Saved entries:
———
impl PdfViewer {
    fn new(
        config: ViewerConfig,
        renderer: PdfRenderer,
        source: Option<DocumentSource>,
    ) -> (Self, Task<Message>) {
        let (tx, rx) = mpsc::channel();
        let viewer = Self {
            renderer,
            status: DocumentStatus::None,
            viewport: ViewportController::new(&config, tx.clone()),
            fullscreen: FullscreenViewport::new(&config, tx),
            notifications: rx,
            toasts: ToastQueue::new(Duration::from_millis(config.toast_duration_ms)),
            cache: PageCache::new(config.page_cache_limit),
            in_flight: None,
            fullscreen_pages: Vec::new(),
            fullscreen_in_flight: None,
            source,
        };

        let measure = window::get_latest()
            .and_then(window::get_size)
            .map(|size| Message::WindowResized(size.width));
        let load = if viewer.source.is_some() {
            Task::done(Message::Load)
        } else {
            Task::none()
        };
        (viewer, Task::batch([measure, load]))
    }

    fn update(&mut self, message: Message) -> Task<Message> {
        let task = match message {
            Message::Viewport(event) => {
                if let Err(e) = self.viewport.apply(event) {
                    tracing::debug!("Viewport rejected event: {}", e);
                }
                Task::none()
            }
            Message::Load => {
                let Some(source) = self.source.clone() else {
                    return Task::none();
                };
                self.status = DocumentStatus::Loading;
                let result = self
                    .renderer
                    .load_document(&source)
                    .map(|info| info.total_pages);
                Task::done(Message::DocumentLoaded(result))
            }
            Message::DocumentLoaded(result) => {
                match result {
                    Ok(total_pages) => {
                        self.status = DocumentStatus::Loaded;
                        self.cache.clear();
                        self.in_flight = None;
                        self.viewport.on_document_loaded(total_pages);
                        self.fullscreen.on_document_loaded(total_pages);
                    }
                    Err(e) => {
                        tracing::error!("Failed to open PDF: {}", e);
                        if self.status != DocumentStatus::Loaded {
                            self.status = DocumentStatus::Failed;
                        }
                        self.viewport.on_document_load_failed();
                        if self.fullscreen.is_open() {
                            self.fullscreen.on_document_load_failed();
                        }
                    }
                }
                Task::none()
            }
            Message::PageRendered { request, result } => {
                if self.in_flight == Some(request) {
                    self.in_flight = None;
                }
                match result {
                    Ok(handle) => {
                        let layers = self.viewport.visible_layers();
                        let keep: Vec<_> = [layers.shown, layers.pending, Some(request.token)]
                            .into_iter()
                            .flatten()
                            .collect();
                        self.cache.insert(&request, handle, &keep);
                        self.viewport.on_page_render_succeeded(request.token);
                    }
                    Err(e) => {
                        self.viewport.on_page_render_failed(request.token, &e);
                    }
                }
                Task::none()
            }
            Message::ToggleFullscreen => {
                self.fullscreen.toggle();
                if !self.fullscreen.is_open() {
                    self.fullscreen_pages.clear();
                    self.fullscreen_in_flight = None;
                }
                Task::none()
            }
            Message::FullscreenPageRendered { page, result } => {
                if self.fullscreen_in_flight == Some(page) {
                    self.fullscreen_in_flight = None;
                }
                if self.fullscreen.on_page_rendered(page) {
                    let handle = match result {
                        Ok(handle) => Some(handle),
                        Err(e) => {
                            tracing::warn!("Fullscreen page {} failed: {}", page, e);
                            None
                        }
                    };
                    self.fullscreen_pages.push((page, handle));
                }
                Task::none()
            }
            Message::WindowResized(width) => {
                let width = Some((width - 2.0 * PADDING).max(1.0) as u32);
                self.viewport.on_container_width_changed(width);
                self.fullscreen.on_container_width_changed(width);
                Task::none()
            }
            Message::DismissToast(id) => {
                self.toasts.dismiss(id);
                Task::none()
            }
            Message::Tick => {
                self.toasts.prune_expired();
                Task::none()
            }
        };

        while let Ok(notification) = self.notifications.try_recv() {
            self.toasts.push(notification);
        }

        Task::batch([task, self.request_page_render(), self.request_fullscreen_render()])
    }

    /// Draw the page the viewport wants, delivering the result as a message
    fn request_page_render(&mut self) -> Task<Message> {
        let Some(request) = self.viewport.current_request() else {
            return Task::none();
        };
        if self.in_flight == Some(request) {
            return Task::none();
        }
        if self.viewport.render_blocked() {
            return Task::none();
        }
        match self.viewport.phase() {
            RenderPhase::Settled(token)
                if token == request.token && self.cache.contains(&request) =>
            {
                return Task::none()
            }
            _ => {}
        }

        let result = if self.cache.contains(&request) {
            self.cache
                .get(&request.token)
                .ok_or(RenderError::PageOutOfBounds { page: request.token.page })
        } else {
            self.renderer.render(&request).map(to_handle)
        };
        self.in_flight = Some(request);
        Task::done(Message::PageRendered { request, result })
    }

    /// Fullscreen pages are drawn one at a time, in order
    fn request_fullscreen_render(&mut self) -> Task<Message> {
        if self.fullscreen_in_flight.is_some() {
            return Task::none();
        }
        let Some(page) = self.fullscreen.next_unrendered() else {
            return Task::none();
        };
        let Some(request) = self
            .fullscreen
            .render_requests()
            .into_iter()
            .find(|request| request.token.page == page)
        else {
            return Task::none();
        };

        let result = self.renderer.render(&request).map(to_handle);
        self.fullscreen_in_flight = Some(page);
        Task::done(Message::FullscreenPageRendered { page, result })
    }

    fn subscription(&self) -> Subscription<Message> {
        let resize = window::resize_events().map(|(_id, size)| Message::WindowResized(size.width));
        if self.toasts.is_empty() {
            resize
        } else {
            Subscription::batch([
                resize,
                time::every(Duration::from_millis(250)).map(|_| Message::Tick),
            ])
        }
    }

    fn view(&self) -> Element<Message> {
        let content = column![self.toolbar(), self.page_view()]
            .spacing(10)
            .padding(PADDING);

        let mut layers = stack![content];
        if self.fullscreen.is_open() {
            layers = layers.push(self.fullscreen_view());
        }
        if !self.toasts.is_empty() {
            layers = layers.push(self.toast_view());
        }
        layers.into()
    }

    fn toolbar(&self) -> Element<Message> {
        let has_error = self.viewport.page_input().has_error();
        let page_input = text_input("Page", self.viewport.page_input().text())
            .on_input(|text| Message::Viewport(ViewportEvent::EditPageInput(text)))
            .on_submit(Message::Viewport(ViewportEvent::SubmitPageInput))
            .width(Length::Fixed(48.0))
            .style(move |theme, status| {
                let mut style = text_input::default(theme, status);
                if has_error {
                    style.border.color = Color::from_rgb(0.9, 0.25, 0.25);
                    style.border.width = 1.0;
                }
                style
            });

        let step = |direction| {
            self.viewport
                .can_step(direction)
                .then_some(Message::Viewport(ViewportEvent::Step(direction)))
        };

        let status = if self.viewport.is_loading() {
            text("Rendering…").size(14)
        } else {
            text("").size(14)
        };

        row![
            button("◀").on_press_maybe(step(StepDirection::Previous)),
            page_input,
            text(format!("/ {}", self.viewport.page_count_label())),
            button("▶").on_press_maybe(step(StepDirection::Next)),
            horizontal_space(),
            status,
            pick_list(
                self.viewport.zoom_levels().to_vec(),
                Some(self.viewport.scale()),
                |scale| Message::Viewport(ViewportEvent::SetScale(scale)),
            ),
            button("⟳").on_press(Message::Viewport(ViewportEvent::Rotate)),
            button("⛶").on_press(Message::ToggleFullscreen),
        ]
        .spacing(10)
        .align_y(Vertical::Center)
        .into()
    }

    fn page_view(&self) -> Element<Message> {
        let shown = self
            .viewport
            .visible_layers()
            .shown
            .and_then(|token| self.cache.get(&token));

        let body: Element<Message> = match (shown, self.status) {
            (Some(handle), _) => container(img(handle).width(Length::Shrink))
                .center_x(Length::Fill)
                .into(),
            (None, DocumentStatus::None) => centered("No document loaded"),
            (None, DocumentStatus::Failed) => column![
                text("The document could not be opened"),
                button("Retry").on_press(Message::Load),
            ]
            .spacing(10)
            .align_x(Horizontal::Center)
            .width(Length::Fill)
            .into(),
            (None, _) => centered("Rendering page..."),
        };

        scrollable(body)
            .width(Length::Fill)
            .height(Length::Fill)
            .into()
    }

    fn fullscreen_view(&self) -> Element<Message> {
        let total = self.fullscreen.total_pages().unwrap_or(0);
        let mut pages = column![].spacing(16).align_x(Horizontal::Center);
        for page in 1..=total {
            let drawn = self
                .fullscreen_pages
                .iter()
                .find(|(rendered, _)| *rendered == page);
            pages = pages.push(match drawn {
                Some((_, Some(handle))) => Element::from(img(handle.clone()).width(Length::Shrink)),
                Some((_, None)) => text(format!("Page {page} could not be displayed")).into(),
                None => text(format!("Loading page {page}...")).into(),
            });
        }

        container(
            column![
                row![horizontal_space(), button("✕").on_press(Message::ToggleFullscreen)],
                scrollable(pages).width(Length::Fill).height(Length::Fill),
            ]
            .spacing(10),
        )
        .padding(PADDING)
        .width(Length::Fill)
        .height(Length::Fill)
        .style(container::rounded_box)
        .into()
    }

    fn toast_view(&self) -> Element<Message> {
        let mut toasts = column![].spacing(8).width(Length::Fixed(320.0));
        for toast in self.toasts.toasts() {
            let title = text(toast.notification.title.clone()).size(16);
            let title = if toast.is_destructive() {
                title.color(Color::from_rgb(0.95, 0.35, 0.35))
            } else {
                title
            };
            toasts = toasts.push(
                container(
                    row![
                        column![title, text(toast.notification.description.clone()).size(14)]
                            .spacing(4),
                        horizontal_space(),
                        button("×").on_press(Message::DismissToast(toast.id)),
                    ]
                    .spacing(8),
                )
                .padding(12)
                .style(container::rounded_box),
            );
        }

        container(toasts)
            .padding(20)
            .width(Length::Fill)
            .height(Length::Fill)
            .align_x(Horizontal::Right)
            .align_y(Vertical::Bottom)
            .into()
    }
}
———
AIM OF THE TASK: Report how many lines above hold "body", number only.

RESPONSE: 2